Data for processing ▸
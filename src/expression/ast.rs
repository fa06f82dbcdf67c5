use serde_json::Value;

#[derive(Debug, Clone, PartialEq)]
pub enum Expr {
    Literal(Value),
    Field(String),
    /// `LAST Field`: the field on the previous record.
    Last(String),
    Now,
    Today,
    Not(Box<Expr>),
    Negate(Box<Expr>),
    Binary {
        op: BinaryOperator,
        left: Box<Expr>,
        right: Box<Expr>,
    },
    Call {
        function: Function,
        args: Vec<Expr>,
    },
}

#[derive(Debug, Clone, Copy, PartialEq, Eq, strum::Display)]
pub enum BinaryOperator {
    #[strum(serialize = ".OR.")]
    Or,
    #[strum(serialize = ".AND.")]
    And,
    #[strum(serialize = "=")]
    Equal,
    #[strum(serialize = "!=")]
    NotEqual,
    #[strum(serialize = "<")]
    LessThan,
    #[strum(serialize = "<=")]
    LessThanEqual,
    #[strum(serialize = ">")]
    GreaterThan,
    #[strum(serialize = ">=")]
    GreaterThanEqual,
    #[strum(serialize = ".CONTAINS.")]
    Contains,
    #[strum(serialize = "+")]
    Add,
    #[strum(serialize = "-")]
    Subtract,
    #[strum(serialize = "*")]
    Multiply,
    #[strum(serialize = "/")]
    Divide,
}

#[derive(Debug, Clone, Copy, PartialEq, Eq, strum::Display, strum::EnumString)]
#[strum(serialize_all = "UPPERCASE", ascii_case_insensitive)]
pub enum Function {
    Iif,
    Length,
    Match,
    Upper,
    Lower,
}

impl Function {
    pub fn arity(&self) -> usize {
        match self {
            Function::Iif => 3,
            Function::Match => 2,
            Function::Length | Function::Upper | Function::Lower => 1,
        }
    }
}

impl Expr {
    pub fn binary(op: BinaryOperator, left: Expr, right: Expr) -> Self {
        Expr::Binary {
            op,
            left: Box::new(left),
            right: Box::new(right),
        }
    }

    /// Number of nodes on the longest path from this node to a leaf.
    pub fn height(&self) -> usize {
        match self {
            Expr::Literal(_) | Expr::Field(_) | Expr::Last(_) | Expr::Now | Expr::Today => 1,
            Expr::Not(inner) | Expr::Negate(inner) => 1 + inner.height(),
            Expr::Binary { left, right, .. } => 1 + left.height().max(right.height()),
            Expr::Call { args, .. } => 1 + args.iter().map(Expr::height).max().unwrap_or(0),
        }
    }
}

--

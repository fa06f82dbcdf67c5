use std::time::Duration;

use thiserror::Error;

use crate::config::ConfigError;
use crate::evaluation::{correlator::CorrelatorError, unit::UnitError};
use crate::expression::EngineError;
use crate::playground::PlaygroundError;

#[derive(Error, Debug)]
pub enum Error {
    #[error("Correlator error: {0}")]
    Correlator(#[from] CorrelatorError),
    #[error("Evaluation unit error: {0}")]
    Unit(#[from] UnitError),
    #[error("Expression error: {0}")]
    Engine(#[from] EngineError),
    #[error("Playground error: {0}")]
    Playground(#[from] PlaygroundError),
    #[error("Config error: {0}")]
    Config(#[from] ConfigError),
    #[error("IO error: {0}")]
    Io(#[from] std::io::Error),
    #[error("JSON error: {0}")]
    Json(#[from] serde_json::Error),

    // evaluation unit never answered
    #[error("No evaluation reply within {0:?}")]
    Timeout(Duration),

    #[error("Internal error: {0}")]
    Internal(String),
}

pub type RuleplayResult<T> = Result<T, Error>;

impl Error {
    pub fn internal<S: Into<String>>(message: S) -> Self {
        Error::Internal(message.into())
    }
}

Work instruction ▸
In the material, count each line that holds the string "Copy", and report only how many there are.

Result ▸
2